Miguel Escobar Published February 21, 2021

Power BI REST API Connector

Power BI

Since the inception of Power BI Custom Connectors, I’ve been drawn to coming up with new ones that could help my life and the lives of my customers. One of the most helpful custom connectors that I’ve created so far is the Power BI REST API Custom Connector (url).

However, in order for people to use it they had to go through a really complex set of steps where they had to register their own application, modify the custom connector until they were able to actually launch the connector in their Power BI Desktop.

A big chance occured not so long ago – a new Authentication kind has been added to the Power Query SDK called the AAD (Azure Active Directory) kind which is specific for resource that use the AAD. This is similar to how you might use the ADAL library when developing a solution in .NET. I’m no programmer / developr, so I have little to no experience working with ADAL or MSAL, but this implementation of the authentication kind goes beyond just a simple library, as it also provides an embedded first-party application created by Microsoft for anyone to use.

What does this mean? It means that it’s much easier to use the connector now as it doesn’t require anything else other than the connector file itself.

In short, with this new feature for the custom connector, all you need to do to connect to the Power BI REST API from within Power BI is to:

  1. Download the .mez file from the GitHub repo
  2. Save the file in your custom connectors folder ([Documents]\Power BI Desktop\Custom Connectors). If the folder doesn’t exist, create it and plac the file in there.
  3. In Power BI Desktop, select File > Options and settings > Options > Security. Under Data Extensions, select (Not Recommended) Allow any extension to load without validation or warning. Select OK, and then restart Power BI Desktop.
  4. Open Power BI Desktop and find the connector listed inside the Get Data window

Features found in the connector

With this connector you are able to connect to almost every single GET endpoint from the REST API. Most importantly, if you don’t find it in the long list of tables available, there’s a GETData function so you can insert any url of the Power BI REST API and query the data that you need.

One of the coolest features that I was able to introduce was a way to get the Event Activity Log data inside of Power BI through a function. Not only that, but the function itself can be used for Incremental Refresh, meaning that we could absolutely compile all of the event activity log data into a single dataset and analyze everything and anything with ease. You can read more about how to use that function from this article (url) that I wrote a few years ago.

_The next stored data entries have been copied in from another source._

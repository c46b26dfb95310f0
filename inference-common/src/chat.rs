//! OpenAI-compatible chat completion types.

use serde::{Deserialize, Serialize};

use crate::sampling::{FinishReason, SamplingParams};
use crate::usage::Usage;

/// OpenAI-compatible chat completion request.
#[derive(Debug, Clone, Serialize, Deserialize)]
pub struct ChatCompletionRequest {
    pub messages: Vec<ChatMessage>,
    #[serde(default)]
    pub model: Option<String>,
    /// Legacy function-calling declarations.
    #[serde(default)]
    pub functions: Option<Vec<FunctionSpec>>,
    #[serde(default)]
    pub function_call: Option<serde_json::Value>,
    #[serde(flatten)]
    pub sampling: SamplingParams,
}

impl ChatCompletionRequest {
    /// The most recent message with the `user` role.
    pub fn last_user_message(&self) -> Option<&ChatMessage> {
        self.messages.iter().rev().find(|m| m.role == "user")
    }

    /// The first declared function, when the request declares any.
    pub fn first_function(&self) -> Option<&FunctionSpec> {
        self.functions.as_ref().and_then(|f| f.first())
    }
}

#[derive(Debug, Clone, PartialEq, Serialize, Deserialize)]
pub struct ChatMessage {
    pub role: String,
    /// Null when the assistant answers with a function call.
    #[serde(default)]
    pub content: Option<String>,
}

impl ChatMessage {
    pub fn assistant(content: impl Into<String>) -> Self {
        Self {
            role: "assistant".to_string(),
            content: Some(content.into()),
        }
    }
}

#[derive(Debug, Clone, Serialize, Deserialize)]
pub struct FunctionSpec {
    pub name: String,
    #[serde(default)]
    pub description: Option<String>,
    pub parameters: serde_json::Map<String, serde_json::Value>,
}

#[derive(Debug, Clone, PartialEq, Serialize, Deserialize)]
pub struct FunctionCall {
    pub name: String,
    /// JSON-encoded arguments object.
    pub arguments: String,
}

#[derive(Debug, Clone, Serialize, Deserialize)]
pub struct ChatChoice {
    pub index: u32,
    pub message: ChatMessage,
    pub finish_reason: Option<FinishReason>,
    #[serde(default, skip_serializing_if = "Option::is_none")]
    pub function_call: Option<FunctionCall>,
}

/// OpenAI-compatible chat completion response.
#[derive(Debug, Clone, Serialize, Deserialize)]
pub struct ChatCompletionResponse {
    pub id: String,
    pub object: String,
    pub created: i64,
    pub model: String,
    pub choices: Vec<ChatChoice>,
    pub usage: Usage,
}

impl ChatCompletionResponse {
    pub fn new(model: String, choices: Vec<ChatChoice>, usage: Usage) -> Self {
        Self {
            id: format!("chatcmpl-{}", uuid::Uuid::new_v4()),
            object: "chat.completion".to_string(),
            created: chrono::Utc::now().timestamp(),
            model,
            choices,
            usage,
        }
    }

    /// Stub answer asking the caller to invoke `function` with no arguments.
    pub fn function_call(model: String, function: &FunctionSpec, usage: Usage) -> Self {
        let choice = ChatChoice {
            index: 0,
            message: ChatMessage::assistant(""),
            finish_reason: Some(FinishReason::FunctionCall),
            function_call: Some(FunctionCall {
                name: function.name.clone(),
                arguments: "{}".to_string(),
            }),
        };
        Self::new(model, vec![choice], usage)
    }
}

How to schedule a refresh in the Power BI Service

Since this is a Power BI Custom Connector, it follows the same set of rules as other custom connectors. You can read Microsoft’s official documentation for the step by step on how to configure the scheduled refresh, using a gateway, of your dataset sourced from a data connector from here (url).

Caveats

I’ve tested this connector for the past few years in small (dozens of workspaces and users) to big environmnts (hundreds of workspaces and users), but I’ve never attempted to use this custom connector in a huge environment with thousands of workspaces and users under the same tenant. In those cases perhaps a more granular and programmatic approach might be necessary.

The primary reason for this is that the REST API is not necessarily fast in sending the data, but the connector has been purposefully built in a way that query folding is not enabled and there’s no schema defined for most tables in an effort to make this a connector that will simply always show you all the data that we get directly from the REST API in the easist to manage way. I’ve chosen usability over performance. In theory, this will impact tenants which have ‘larger than life’ workspaces and users.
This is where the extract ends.